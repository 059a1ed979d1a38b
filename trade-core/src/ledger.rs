//! The registry of every player-owned trading asset.
//!
//! The ledger owns shops, caravans, couriers and merchant relations keyed by
//! stable ids, together with the shared price tracker and random source. The
//! host calendar drives it through [`Ledger::advance_day`] and
//! [`Ledger::advance_hour`].

use std::collections::BTreeMap;

use rand::SeedableRng;
use rand::rngs::StdRng;
use serde::Serialize;
use tsify_next::Tsify;

use crate::agents::{Courier, PartyConfiguration, TradeCaravan, WholesaleShop};
use crate::config::TradeConfig;
use crate::error::TradeError;
use crate::external::Environment;
use crate::market::{ItemStats, PriceTracker, ProfitableRoute, TradeRoute};
use crate::relations::{MerchantRelation, TradeAgreement};
use crate::tick::{TickContext, tick_all};
use crate::types::{
    AgreementId, AgreementKind, CaravanId, CourierId, Denars, HeroId, ItemId, LocationId,
    MerchantId, Quantity, Severity, ShopId, Timestamp,
};

/// What one daily pass touched.
#[derive(Debug, Clone, Copy, Default, PartialEq, Eq, Serialize, Tsify)]
#[tsify(into_wasm_abi)]
pub struct DayReport {
    pub day: i64,
    pub shops_ticked: usize,
    pub caravans_ticked: usize,
    pub relations_updated: usize,
    pub agreements_expired: usize,
    pub price_points_pruned: usize,
}

pub struct Ledger {
    pub(crate) config: TradeConfig,
    pub(crate) shops: BTreeMap<ShopId, WholesaleShop>,
    pub(crate) caravans: BTreeMap<CaravanId, TradeCaravan>,
    pub(crate) couriers: BTreeMap<CourierId, Courier>,
    pub(crate) relations: BTreeMap<MerchantId, MerchantRelation>,
    pub(crate) prices: PriceTracker,
    pub(crate) rng: StdRng,
    /// Last id handed out; never reused.
    pub(crate) next_id: u64,
}
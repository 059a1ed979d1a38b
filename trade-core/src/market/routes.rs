use serde::{Deserialize, Serialize};
use tsify_next::Tsify;

use crate::error::TradeError;
use crate::external::{WorldMap, distance_between};
use crate::market::tracker::{PriceTracker, REFERENCE_WINDOW_DAYS};
use crate::types::{ItemId, LocationId, Quantity, Timestamp};

/// Distance units a caravan covers per day at speed 1.0.
pub const CARAVAN_DISTANCE_PER_DAY: f64 = 30.0;

/// Days a caravan needs for one leg; never less than a day.
pub fn caravan_travel_days(distance: f64, speed: f64) -> f64 {
    let pace = CARAVAN_DISTANCE_PER_DAY * speed.max(0.01);
    (distance / pace).max(1.0)
}

/// A buy-here-sell-there opportunity found in the price history.
#[derive(Debug, Clone, PartialEq, Serialize, Deserialize, Tsify)]
#[tsify(into_wasm_abi)]
pub struct ProfitableRoute {
    pub item_id: ItemId,
    pub buy_location: LocationId,
    pub sell_location: LocationId,
    /// 7-day average at the buy location.
    pub buy_price: f64,
    /// 7-day average at the sell location.
    pub sell_price: f64,
    pub margin_percent: f64,
}

/// Ordered waypoints a caravan can follow. A planning artifact; it is not
/// simulated on its own.
#[derive(Debug, Clone, PartialEq, Serialize, Deserialize, Tsify)]
#[tsify(into_wasm_abi, from_wasm_abi)]
pub struct TradeRoute {
    pub waypoints: Vec<LocationId>,
    pub is_circular: bool,
    pub estimated_duration_days: f64,
    pub expected_profit: i64,
}

impl TradeRoute {
    pub fn new(waypoints: Vec<LocationId>, is_circular: bool) -> Result<Self, TradeError> {
        if waypoints.len() < 2 {
            return Err(TradeError::RouteTooShort);
        }
        if waypoints.iter().any(LocationId::is_blank) {
            return Err(TradeError::MissingId("waypoint"));
        }
        Ok(Self {
            waypoints,
            is_circular,
            estimated_duration_days: 0.0,
            expected_profit: 0,
        })
    }

    /// Build a route and estimate its duration at caravan pace, one trading
    /// day per stop.
    pub fn plan(
        waypoints: Vec<LocationId>,
        is_circular: bool,
        world: &dyn WorldMap,
        speed: f64,
    ) -> Result<Self, TradeError> {
        let mut route = Self::new(waypoints, is_circular)?;
        let mut days = 0.0;
        for (from, to) in route.legs() {
            let distance = distance_between(world, from, to)
                .ok_or_else(|| TradeError::UnknownLocation(to.clone()))?;
            days += caravan_travel_days(distance, speed) + 1.0;
        }
        route.estimated_duration_days = days;
        Ok(route)
    }

    /// Two-stop route for a discovered opportunity.
    pub fn from_opportunity(
        opportunity: &ProfitableRoute,
        world: &dyn WorldMap,
        speed: f64,
    ) -> Result<Self, TradeError> {
        Self::plan(
            vec![
                opportunity.buy_location.clone(),
                opportunity.sell_location.clone(),
            ],
            false,
            world,
            speed,
        )
    }

    /// Consecutive waypoint pairs, including the closing leg of a circular route.
    pub fn legs(&self) -> Vec<(&LocationId, &LocationId)> {
        let mut legs: Vec<_> = self
            .waypoints
            .windows(2)
            .filter_map(|w| match w {
                [a, b] => Some((a, b)),
                _ => None,
            })
            .collect();
        if self.is_circular {
            if let (Some(last), Some(first)) = (self.waypoints.last(), self.waypoints.first()) {
                legs.push((last, first));
            }
        }
        legs
    }

    /// Index of the stop after `index`, wrapping on circular routes.
    pub fn next_index(&self, index: usize) -> Option<usize> {
        if index + 1 < self.waypoints.len() {
            Some(index + 1)
        } else if self.is_circular && !self.waypoints.is_empty() {
            Some(0)
        } else {
            None
        }
    }

    pub fn waypoint(&self, index: usize) -> Option<&LocationId> {
        self.waypoints.get(index)
    }

    /// Estimate profit from the best weekly spread on each leg for a full hold.
    pub fn with_expected_profit(mut self, tracker: &PriceTracker, now: Timestamp, cargo_units: Quantity) -> Self {
        let items: Vec<ItemId> = tracker.tracked_items().cloned().collect();
        let mut profit = 0.0;
        for (from, to) in self.legs() {
            let best_spread = items
                .iter()
                .filter_map(|item| {
                    let buy = tracker.average_price(item, from, REFERENCE_WINDOW_DAYS, now);
                    let sell = tracker.average_price(item, to, REFERENCE_WINDOW_DAYS, now);
                    (buy > 0.0 && sell > 0.0).then_some(sell - buy)
                })
                .fold(0.0_f64, f64::max);
            profit += best_spread * cargo_units.max(0) as f64;
        }
        self.expected_profit = profit.round() as i64;
        self
    }
}
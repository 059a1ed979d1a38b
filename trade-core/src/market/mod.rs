pub mod history;
pub mod routes;
pub mod stats;
pub mod tracker;

pub use history::*;
pub use routes::*;
pub use stats::*;
pub use tracker::*;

# # # # #

→ Exercise goal
Using the entries above, return each line that includes the word "Option".

→ Task result
    pub fn next_index(&self, index: usize) -> Option<usize> {
    pub fn waypoint(&self, index: usize) -> Option<&LocationId> {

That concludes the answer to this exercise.